Action item. Wherever the string "util" shows up in the records below, return that line.

[[ Dataset extract, beginning ]]

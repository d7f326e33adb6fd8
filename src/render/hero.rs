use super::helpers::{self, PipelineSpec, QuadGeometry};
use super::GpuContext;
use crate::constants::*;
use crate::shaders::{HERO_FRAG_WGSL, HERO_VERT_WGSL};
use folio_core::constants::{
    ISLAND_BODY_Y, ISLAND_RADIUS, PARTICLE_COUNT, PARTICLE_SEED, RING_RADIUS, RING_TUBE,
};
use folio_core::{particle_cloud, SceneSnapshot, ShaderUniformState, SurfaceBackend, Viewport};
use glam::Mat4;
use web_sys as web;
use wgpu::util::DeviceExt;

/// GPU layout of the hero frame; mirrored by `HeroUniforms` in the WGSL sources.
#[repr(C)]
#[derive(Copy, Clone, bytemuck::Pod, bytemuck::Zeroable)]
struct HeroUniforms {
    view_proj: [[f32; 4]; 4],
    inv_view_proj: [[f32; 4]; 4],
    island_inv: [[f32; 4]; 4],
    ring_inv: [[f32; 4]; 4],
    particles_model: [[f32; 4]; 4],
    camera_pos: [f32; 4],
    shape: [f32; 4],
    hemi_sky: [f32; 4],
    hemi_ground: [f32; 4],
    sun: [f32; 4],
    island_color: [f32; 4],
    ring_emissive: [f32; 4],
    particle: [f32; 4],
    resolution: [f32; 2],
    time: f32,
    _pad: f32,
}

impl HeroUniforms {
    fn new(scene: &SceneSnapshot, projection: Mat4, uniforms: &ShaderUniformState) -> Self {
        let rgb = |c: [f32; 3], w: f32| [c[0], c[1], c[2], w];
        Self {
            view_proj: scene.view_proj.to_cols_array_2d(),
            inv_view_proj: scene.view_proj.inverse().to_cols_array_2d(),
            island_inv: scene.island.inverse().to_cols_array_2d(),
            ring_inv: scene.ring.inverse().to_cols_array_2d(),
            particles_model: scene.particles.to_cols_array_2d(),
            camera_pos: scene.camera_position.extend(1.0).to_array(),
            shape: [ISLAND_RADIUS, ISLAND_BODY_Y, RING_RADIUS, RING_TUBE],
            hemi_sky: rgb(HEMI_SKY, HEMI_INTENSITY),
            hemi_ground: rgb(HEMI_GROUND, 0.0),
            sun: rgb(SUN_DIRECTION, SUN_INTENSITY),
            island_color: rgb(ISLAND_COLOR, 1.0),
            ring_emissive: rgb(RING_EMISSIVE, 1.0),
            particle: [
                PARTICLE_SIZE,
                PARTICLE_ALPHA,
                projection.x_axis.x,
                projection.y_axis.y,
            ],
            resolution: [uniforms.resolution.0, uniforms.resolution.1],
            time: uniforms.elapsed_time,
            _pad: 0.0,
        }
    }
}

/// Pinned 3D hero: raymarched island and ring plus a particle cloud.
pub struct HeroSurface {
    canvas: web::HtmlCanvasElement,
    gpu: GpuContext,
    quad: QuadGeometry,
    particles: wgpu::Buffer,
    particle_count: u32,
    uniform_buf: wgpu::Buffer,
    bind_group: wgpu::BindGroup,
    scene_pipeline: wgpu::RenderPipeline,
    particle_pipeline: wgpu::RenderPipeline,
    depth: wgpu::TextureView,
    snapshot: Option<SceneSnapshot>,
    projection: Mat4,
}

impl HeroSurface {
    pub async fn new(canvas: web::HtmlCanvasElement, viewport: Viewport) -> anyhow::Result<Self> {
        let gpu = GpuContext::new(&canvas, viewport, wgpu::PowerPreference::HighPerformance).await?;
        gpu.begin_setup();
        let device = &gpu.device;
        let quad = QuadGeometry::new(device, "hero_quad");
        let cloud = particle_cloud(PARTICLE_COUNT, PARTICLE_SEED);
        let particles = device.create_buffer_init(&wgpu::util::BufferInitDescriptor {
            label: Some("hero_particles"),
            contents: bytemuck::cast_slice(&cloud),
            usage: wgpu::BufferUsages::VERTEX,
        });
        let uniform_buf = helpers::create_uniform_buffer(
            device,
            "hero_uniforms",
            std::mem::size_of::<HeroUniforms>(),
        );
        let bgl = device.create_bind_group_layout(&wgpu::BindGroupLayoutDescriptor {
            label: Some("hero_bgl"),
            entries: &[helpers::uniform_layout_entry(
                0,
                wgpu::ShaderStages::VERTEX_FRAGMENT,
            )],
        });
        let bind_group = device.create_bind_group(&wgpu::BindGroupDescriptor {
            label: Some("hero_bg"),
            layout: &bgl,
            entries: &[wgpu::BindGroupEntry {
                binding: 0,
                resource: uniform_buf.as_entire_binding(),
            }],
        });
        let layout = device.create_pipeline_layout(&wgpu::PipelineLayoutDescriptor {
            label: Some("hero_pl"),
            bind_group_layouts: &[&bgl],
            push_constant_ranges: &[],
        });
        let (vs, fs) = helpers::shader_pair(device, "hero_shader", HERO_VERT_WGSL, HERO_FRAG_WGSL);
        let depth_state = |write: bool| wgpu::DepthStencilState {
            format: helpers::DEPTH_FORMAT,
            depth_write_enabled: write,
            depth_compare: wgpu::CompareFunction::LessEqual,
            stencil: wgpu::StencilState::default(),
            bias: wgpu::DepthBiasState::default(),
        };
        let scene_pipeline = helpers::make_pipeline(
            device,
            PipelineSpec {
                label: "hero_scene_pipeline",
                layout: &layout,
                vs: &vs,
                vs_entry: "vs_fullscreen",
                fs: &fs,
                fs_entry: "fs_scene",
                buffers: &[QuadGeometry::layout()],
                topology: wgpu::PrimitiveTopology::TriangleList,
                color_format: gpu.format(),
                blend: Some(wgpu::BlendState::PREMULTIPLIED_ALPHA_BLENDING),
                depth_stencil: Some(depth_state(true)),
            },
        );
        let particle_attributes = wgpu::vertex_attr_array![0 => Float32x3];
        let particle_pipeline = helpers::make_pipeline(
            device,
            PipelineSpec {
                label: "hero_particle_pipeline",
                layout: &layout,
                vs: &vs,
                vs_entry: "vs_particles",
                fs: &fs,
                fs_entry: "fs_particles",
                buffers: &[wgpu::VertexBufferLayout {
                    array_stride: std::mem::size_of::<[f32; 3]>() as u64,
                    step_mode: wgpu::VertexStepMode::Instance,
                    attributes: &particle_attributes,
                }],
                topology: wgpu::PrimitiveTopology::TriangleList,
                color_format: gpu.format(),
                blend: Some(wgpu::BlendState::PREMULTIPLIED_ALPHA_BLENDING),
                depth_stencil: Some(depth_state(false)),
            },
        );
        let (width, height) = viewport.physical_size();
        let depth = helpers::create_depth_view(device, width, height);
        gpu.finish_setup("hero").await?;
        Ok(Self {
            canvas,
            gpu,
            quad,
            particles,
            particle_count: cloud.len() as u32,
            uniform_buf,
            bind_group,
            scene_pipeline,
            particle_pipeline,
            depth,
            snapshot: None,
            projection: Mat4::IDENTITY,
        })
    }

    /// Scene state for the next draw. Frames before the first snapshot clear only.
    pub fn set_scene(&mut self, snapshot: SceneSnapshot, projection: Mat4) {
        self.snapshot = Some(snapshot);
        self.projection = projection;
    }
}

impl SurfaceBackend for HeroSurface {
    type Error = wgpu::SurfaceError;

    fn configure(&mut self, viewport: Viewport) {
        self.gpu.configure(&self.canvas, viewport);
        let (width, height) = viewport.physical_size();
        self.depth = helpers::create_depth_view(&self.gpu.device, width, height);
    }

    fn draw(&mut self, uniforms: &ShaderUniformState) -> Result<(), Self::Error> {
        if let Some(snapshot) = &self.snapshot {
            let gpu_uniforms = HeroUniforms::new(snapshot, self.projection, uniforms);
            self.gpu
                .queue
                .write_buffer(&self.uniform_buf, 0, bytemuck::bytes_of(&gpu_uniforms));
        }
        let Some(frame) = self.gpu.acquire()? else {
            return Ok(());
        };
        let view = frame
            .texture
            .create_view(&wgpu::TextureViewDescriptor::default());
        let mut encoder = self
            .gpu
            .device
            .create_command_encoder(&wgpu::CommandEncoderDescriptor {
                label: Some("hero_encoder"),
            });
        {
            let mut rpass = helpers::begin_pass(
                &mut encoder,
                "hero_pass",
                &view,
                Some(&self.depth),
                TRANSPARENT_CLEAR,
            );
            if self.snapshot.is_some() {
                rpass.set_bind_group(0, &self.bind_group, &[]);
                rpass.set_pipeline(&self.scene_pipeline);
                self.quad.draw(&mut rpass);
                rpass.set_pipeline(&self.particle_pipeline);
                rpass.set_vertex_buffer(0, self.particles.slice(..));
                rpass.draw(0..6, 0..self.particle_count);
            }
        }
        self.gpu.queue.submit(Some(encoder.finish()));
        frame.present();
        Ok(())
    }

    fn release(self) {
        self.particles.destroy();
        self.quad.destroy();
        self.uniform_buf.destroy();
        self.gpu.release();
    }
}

[[ Dataset extract, end ]]
[[ Dataset extract, beginning ]]

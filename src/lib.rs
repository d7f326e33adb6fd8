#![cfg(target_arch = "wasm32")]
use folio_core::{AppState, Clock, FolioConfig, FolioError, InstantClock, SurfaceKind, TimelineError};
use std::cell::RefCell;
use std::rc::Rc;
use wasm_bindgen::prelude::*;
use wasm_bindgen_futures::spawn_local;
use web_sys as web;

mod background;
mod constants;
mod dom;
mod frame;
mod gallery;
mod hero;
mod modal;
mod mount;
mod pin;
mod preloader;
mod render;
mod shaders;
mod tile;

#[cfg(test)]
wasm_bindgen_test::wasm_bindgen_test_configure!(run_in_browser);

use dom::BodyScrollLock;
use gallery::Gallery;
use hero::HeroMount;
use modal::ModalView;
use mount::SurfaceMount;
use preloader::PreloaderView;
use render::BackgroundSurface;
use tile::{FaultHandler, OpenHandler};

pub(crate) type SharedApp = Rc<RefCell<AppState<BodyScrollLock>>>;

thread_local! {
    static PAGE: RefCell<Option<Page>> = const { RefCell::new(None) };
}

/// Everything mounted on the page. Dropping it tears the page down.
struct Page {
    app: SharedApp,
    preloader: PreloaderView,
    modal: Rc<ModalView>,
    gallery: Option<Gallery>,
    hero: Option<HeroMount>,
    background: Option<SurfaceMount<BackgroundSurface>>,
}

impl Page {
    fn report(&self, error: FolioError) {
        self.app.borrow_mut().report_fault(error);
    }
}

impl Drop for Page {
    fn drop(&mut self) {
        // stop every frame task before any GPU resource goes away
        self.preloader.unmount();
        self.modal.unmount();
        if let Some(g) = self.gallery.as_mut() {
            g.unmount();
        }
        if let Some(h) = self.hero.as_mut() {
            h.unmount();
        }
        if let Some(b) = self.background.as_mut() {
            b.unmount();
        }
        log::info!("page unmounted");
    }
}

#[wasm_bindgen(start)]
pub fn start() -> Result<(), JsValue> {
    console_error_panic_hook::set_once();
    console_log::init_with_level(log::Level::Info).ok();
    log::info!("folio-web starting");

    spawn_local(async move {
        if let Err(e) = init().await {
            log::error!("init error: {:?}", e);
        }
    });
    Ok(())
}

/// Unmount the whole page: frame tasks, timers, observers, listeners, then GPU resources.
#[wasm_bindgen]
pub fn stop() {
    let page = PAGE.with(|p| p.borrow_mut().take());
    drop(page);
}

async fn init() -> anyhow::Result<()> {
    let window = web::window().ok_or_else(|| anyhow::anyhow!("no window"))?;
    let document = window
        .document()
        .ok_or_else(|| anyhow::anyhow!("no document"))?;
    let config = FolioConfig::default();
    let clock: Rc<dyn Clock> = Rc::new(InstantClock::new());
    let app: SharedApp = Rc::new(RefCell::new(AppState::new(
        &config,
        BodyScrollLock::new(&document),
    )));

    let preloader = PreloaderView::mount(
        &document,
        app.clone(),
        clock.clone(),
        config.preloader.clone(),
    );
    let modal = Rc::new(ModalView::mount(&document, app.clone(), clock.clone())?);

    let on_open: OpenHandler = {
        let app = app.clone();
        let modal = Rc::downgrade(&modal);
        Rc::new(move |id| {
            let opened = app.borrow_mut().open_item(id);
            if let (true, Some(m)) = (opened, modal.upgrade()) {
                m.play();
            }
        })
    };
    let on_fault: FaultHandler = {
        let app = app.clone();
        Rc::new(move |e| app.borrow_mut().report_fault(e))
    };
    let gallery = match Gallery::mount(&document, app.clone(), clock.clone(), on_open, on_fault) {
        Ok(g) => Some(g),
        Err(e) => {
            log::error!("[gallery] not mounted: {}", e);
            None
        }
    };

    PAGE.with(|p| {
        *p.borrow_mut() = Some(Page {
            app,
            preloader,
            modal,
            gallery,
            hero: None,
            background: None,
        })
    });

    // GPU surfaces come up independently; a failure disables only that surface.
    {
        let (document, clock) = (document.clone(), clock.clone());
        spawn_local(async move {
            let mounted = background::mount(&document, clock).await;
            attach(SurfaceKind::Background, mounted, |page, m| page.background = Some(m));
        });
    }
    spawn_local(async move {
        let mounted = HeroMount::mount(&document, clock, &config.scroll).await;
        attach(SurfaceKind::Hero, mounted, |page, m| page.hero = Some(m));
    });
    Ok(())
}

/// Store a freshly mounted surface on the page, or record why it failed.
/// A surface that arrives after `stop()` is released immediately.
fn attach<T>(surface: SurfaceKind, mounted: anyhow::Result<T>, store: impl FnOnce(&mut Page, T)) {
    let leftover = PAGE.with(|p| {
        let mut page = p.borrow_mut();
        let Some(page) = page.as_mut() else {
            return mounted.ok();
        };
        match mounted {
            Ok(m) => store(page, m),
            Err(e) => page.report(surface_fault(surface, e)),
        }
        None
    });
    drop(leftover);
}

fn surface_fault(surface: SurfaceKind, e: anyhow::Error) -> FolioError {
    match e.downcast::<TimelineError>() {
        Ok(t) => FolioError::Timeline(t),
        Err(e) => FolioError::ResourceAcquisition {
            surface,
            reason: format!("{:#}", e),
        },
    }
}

[[ Dataset extract, end ]]
[[ Dataset extract, beginning ]]

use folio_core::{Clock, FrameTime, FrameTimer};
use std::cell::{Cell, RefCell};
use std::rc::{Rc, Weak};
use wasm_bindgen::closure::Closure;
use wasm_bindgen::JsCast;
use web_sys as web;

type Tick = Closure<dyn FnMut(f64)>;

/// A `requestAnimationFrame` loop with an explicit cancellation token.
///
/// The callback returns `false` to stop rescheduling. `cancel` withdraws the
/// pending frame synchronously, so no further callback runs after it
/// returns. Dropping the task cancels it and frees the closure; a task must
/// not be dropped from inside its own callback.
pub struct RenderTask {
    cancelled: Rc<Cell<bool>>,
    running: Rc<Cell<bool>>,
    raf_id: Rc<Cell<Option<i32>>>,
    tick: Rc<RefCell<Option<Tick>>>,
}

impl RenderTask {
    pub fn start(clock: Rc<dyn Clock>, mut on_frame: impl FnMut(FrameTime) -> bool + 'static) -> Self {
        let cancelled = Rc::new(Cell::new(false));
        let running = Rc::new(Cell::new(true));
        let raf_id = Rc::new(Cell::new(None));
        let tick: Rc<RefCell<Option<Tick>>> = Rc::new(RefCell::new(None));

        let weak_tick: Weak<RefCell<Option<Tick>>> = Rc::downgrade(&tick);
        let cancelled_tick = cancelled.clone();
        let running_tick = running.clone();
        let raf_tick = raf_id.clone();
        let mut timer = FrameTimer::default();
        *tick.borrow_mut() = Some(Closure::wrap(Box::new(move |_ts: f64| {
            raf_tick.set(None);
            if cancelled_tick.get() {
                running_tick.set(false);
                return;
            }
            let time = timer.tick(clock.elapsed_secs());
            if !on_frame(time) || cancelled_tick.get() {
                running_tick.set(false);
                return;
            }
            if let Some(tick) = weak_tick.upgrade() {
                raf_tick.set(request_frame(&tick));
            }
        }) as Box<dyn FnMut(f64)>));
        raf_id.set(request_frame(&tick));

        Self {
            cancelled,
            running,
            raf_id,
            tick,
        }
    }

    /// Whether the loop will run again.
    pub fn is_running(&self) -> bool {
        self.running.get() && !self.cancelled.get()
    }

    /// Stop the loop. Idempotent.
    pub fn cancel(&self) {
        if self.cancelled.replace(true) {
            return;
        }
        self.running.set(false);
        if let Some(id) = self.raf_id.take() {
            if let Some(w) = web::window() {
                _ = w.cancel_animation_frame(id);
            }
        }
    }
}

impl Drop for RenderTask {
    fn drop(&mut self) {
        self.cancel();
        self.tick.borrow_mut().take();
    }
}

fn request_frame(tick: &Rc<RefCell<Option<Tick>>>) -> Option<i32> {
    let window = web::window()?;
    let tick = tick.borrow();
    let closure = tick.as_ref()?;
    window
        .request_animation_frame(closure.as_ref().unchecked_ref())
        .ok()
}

[[ Dataset extract, end ]]

Solution below.
use wgpu::util::DeviceExt;
        let particles = device.create_buffer_init(&wgpu::util::BufferInitDescriptor {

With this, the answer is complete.